◆ **INPUT FOR THIS TASK**
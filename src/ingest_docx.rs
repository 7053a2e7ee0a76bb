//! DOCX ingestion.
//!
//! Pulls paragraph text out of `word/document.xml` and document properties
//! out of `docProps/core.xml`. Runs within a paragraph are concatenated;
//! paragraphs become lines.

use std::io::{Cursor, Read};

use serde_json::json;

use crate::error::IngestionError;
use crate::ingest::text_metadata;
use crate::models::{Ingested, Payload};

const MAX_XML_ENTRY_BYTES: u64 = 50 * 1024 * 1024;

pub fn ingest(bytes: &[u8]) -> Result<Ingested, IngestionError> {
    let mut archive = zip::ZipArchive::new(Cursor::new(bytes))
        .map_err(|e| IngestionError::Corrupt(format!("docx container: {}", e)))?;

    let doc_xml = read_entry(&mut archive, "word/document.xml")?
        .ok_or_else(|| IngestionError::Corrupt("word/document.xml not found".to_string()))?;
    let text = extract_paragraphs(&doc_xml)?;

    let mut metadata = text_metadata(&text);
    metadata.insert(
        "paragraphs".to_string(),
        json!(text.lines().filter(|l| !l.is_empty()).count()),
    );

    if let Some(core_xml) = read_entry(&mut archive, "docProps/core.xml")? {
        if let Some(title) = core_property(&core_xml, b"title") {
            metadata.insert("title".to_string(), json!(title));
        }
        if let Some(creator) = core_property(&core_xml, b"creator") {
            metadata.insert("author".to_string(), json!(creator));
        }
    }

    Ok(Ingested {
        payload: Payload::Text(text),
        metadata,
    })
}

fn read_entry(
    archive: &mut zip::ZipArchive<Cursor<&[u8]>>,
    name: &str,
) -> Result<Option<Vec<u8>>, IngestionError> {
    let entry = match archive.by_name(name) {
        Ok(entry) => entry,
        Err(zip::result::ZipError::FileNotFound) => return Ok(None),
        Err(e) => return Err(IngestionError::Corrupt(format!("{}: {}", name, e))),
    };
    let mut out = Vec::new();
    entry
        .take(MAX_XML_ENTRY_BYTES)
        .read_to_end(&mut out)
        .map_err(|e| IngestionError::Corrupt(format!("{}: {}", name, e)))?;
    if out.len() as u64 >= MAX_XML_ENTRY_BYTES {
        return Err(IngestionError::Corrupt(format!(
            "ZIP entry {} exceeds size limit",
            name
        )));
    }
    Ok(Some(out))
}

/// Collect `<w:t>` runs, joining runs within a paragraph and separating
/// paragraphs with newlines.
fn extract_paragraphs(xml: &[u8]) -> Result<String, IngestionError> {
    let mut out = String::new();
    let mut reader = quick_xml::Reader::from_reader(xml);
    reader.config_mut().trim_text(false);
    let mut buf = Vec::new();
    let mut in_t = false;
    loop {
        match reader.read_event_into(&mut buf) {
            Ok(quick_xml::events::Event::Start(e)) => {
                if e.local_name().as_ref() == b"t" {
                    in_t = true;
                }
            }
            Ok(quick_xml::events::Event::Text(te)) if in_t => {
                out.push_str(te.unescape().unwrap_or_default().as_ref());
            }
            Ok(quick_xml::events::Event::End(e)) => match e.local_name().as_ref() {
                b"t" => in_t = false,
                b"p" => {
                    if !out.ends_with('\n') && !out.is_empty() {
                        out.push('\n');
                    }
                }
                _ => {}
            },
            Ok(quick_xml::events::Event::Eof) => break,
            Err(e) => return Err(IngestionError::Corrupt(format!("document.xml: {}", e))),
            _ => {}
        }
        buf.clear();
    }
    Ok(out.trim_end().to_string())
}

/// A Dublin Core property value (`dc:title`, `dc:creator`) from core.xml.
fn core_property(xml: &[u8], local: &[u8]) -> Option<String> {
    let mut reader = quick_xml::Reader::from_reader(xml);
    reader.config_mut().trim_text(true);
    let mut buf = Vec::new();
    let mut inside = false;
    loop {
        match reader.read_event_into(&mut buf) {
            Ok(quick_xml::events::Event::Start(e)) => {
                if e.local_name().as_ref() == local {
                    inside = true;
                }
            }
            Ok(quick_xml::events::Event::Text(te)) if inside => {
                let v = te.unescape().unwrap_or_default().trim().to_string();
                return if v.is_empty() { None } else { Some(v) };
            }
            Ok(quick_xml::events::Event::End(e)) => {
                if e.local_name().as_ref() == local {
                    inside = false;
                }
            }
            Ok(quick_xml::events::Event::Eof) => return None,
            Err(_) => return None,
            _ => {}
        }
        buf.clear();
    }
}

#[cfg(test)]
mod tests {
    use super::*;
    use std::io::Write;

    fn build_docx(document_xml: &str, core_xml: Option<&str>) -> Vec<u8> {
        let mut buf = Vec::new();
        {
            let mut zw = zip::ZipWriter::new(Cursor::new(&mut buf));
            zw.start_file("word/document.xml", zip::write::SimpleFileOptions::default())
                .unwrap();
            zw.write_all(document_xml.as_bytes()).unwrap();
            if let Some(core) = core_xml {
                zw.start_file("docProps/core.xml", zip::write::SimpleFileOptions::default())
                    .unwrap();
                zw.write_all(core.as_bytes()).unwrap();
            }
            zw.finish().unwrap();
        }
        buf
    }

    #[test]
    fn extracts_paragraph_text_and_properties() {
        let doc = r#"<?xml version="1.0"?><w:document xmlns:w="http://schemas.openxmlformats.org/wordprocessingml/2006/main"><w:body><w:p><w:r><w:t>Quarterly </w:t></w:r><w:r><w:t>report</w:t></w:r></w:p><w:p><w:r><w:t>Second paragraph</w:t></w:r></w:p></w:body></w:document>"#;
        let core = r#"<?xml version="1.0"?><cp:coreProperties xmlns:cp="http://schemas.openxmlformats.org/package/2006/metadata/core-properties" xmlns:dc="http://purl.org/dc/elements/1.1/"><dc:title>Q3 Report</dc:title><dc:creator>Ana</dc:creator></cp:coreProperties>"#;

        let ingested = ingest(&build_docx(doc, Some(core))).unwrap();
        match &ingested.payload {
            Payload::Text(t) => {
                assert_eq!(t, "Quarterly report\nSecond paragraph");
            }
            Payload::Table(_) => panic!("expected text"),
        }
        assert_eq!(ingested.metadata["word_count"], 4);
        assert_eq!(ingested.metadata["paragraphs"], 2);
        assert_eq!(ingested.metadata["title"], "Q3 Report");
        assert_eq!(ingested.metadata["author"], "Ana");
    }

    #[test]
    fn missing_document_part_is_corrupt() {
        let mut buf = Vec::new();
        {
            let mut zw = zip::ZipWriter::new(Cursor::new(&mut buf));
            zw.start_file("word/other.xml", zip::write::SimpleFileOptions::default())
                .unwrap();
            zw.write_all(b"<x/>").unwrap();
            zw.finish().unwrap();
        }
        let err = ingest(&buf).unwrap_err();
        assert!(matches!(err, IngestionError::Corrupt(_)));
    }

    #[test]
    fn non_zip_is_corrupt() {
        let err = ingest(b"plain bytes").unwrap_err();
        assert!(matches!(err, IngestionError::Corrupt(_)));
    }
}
--
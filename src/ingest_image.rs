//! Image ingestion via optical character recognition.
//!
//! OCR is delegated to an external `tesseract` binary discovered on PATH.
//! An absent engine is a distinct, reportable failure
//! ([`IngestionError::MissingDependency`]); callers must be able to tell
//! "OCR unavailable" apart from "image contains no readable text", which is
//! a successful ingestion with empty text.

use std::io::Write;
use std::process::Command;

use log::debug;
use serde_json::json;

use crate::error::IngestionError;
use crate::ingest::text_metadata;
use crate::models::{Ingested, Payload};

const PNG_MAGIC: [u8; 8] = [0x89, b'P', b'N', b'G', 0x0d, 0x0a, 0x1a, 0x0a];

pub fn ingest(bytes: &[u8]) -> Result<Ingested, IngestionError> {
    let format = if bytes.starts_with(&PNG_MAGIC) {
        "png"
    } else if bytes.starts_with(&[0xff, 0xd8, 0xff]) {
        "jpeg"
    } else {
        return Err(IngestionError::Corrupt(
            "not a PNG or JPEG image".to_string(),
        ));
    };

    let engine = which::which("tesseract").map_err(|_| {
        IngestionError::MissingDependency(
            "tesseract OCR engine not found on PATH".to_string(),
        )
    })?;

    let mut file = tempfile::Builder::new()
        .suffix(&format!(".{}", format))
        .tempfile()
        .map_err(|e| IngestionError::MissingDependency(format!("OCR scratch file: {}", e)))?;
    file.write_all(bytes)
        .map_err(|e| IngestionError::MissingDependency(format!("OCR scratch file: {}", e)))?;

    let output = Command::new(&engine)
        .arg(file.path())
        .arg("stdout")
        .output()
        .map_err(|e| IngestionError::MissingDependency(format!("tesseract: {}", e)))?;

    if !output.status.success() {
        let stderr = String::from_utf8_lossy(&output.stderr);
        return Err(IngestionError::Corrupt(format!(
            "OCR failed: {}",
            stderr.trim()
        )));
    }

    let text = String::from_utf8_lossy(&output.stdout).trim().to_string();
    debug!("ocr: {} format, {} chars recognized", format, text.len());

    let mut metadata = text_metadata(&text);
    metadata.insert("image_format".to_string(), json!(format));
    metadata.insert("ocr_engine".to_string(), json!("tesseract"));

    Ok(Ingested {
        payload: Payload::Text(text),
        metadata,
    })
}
==
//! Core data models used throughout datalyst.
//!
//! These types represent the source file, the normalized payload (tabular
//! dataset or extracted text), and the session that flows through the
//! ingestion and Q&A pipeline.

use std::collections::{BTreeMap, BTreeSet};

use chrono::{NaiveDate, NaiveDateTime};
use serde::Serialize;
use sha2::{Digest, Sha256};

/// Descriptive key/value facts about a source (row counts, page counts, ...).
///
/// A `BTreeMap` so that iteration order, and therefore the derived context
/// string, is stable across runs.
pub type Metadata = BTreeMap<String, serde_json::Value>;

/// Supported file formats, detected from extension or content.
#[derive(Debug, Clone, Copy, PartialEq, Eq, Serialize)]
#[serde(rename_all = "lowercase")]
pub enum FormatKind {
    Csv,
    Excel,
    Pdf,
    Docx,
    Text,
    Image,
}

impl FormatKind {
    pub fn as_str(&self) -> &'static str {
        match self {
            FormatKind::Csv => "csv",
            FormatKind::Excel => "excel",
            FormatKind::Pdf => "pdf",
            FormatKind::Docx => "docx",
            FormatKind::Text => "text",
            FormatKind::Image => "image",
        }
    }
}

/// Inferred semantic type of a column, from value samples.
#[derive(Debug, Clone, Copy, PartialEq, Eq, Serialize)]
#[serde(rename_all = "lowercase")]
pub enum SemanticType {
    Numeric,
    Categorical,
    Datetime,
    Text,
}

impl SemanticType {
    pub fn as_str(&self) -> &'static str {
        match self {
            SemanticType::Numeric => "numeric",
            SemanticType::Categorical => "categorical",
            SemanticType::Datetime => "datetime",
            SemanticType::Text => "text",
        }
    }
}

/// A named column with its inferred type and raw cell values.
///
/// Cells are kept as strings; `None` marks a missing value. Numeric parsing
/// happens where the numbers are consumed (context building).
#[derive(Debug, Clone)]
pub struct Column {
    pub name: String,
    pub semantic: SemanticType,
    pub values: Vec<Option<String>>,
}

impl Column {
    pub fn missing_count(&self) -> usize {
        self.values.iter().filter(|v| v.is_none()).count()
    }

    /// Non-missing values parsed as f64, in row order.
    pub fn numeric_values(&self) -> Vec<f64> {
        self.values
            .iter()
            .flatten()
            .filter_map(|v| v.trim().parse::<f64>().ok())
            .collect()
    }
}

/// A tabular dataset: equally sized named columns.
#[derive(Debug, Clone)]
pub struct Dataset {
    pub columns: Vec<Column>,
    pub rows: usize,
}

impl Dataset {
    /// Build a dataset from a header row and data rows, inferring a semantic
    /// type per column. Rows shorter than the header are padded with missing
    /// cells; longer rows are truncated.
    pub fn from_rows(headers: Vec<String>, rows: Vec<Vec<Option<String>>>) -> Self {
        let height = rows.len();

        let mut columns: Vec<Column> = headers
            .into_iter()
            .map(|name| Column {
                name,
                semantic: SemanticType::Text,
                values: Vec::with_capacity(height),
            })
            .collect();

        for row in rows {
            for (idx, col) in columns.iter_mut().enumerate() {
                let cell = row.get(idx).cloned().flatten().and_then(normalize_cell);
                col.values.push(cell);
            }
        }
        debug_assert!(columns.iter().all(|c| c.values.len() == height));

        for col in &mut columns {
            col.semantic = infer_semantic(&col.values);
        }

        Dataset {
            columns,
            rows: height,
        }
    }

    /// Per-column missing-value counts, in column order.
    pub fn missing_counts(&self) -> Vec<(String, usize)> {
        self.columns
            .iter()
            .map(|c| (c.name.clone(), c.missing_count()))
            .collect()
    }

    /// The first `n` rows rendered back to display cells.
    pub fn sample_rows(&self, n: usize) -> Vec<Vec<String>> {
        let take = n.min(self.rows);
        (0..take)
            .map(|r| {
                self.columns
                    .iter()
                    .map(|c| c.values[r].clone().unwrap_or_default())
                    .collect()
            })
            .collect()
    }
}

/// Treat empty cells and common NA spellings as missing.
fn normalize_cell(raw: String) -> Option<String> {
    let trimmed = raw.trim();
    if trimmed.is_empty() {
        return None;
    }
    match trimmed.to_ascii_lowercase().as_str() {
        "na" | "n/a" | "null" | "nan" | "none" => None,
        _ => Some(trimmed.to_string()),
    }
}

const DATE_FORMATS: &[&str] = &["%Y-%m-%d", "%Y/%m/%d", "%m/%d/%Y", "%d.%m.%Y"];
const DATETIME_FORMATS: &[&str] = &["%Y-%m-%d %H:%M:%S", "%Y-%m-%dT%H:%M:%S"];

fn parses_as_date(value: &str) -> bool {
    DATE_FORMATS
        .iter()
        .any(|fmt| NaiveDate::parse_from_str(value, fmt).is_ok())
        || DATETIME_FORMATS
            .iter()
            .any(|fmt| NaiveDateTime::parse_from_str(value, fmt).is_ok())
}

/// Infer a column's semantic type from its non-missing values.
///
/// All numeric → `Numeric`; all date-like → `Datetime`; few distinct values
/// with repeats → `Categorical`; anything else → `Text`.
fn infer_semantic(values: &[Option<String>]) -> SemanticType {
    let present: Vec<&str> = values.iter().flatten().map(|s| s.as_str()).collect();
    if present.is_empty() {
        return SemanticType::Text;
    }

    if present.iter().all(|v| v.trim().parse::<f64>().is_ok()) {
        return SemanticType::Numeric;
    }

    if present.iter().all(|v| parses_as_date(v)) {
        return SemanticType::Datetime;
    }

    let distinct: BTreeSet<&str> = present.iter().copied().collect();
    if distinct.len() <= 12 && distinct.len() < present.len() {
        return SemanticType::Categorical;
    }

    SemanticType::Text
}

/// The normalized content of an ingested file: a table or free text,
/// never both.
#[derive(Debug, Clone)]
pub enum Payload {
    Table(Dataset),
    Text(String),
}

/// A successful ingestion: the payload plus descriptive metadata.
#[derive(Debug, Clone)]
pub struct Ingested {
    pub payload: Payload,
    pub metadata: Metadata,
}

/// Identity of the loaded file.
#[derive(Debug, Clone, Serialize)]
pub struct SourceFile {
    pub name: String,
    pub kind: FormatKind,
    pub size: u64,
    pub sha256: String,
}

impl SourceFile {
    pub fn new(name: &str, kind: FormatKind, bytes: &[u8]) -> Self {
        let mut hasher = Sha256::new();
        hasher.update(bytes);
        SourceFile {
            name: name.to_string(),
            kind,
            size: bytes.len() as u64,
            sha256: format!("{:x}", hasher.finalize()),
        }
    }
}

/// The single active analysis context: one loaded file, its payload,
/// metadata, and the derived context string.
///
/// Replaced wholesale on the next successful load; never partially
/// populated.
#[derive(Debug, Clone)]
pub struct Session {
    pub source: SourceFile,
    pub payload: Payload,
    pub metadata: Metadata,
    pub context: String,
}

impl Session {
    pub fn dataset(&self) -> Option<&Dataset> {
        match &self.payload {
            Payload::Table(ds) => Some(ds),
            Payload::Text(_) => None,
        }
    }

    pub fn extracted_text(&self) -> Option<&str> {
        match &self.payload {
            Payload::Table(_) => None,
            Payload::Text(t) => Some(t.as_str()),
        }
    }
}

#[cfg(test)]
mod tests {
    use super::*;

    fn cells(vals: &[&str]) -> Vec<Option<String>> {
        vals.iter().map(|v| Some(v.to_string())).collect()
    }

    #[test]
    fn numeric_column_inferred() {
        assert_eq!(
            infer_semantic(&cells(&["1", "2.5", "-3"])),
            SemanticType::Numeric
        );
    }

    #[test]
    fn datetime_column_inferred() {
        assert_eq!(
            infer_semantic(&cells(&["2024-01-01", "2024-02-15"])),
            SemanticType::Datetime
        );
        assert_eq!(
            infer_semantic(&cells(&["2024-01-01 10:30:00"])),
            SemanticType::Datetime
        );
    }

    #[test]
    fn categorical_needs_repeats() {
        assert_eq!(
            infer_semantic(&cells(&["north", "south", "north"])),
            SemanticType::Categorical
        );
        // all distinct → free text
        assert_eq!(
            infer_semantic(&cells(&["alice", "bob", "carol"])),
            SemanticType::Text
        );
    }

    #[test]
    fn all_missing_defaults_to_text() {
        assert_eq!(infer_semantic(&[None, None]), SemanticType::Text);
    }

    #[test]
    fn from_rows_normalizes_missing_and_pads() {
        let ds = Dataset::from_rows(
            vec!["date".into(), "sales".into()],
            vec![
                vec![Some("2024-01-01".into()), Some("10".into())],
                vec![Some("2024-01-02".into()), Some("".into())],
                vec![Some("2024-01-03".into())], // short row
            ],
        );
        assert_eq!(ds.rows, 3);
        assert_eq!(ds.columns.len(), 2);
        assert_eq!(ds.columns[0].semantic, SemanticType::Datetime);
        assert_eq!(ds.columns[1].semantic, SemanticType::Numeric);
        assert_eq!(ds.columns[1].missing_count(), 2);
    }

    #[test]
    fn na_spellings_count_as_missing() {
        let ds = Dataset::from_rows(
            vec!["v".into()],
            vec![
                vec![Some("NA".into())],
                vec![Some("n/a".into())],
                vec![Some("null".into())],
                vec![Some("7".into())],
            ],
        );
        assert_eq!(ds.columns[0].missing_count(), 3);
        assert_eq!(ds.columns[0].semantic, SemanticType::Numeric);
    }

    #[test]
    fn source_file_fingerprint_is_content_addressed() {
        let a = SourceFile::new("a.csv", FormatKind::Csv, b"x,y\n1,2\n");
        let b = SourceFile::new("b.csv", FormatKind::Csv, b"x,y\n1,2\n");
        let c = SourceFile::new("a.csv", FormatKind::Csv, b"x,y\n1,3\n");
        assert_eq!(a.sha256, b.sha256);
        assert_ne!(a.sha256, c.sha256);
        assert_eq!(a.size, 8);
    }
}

◆ **WORK REQUEST**
Copy each line of the records above that carries the word "BTreeSet".

◆ **RESPONSE TO THIS TASK**
use std::collections::{BTreeMap, BTreeSet};
    let distinct: BTreeSet<&str> = present.iter().copied().collect();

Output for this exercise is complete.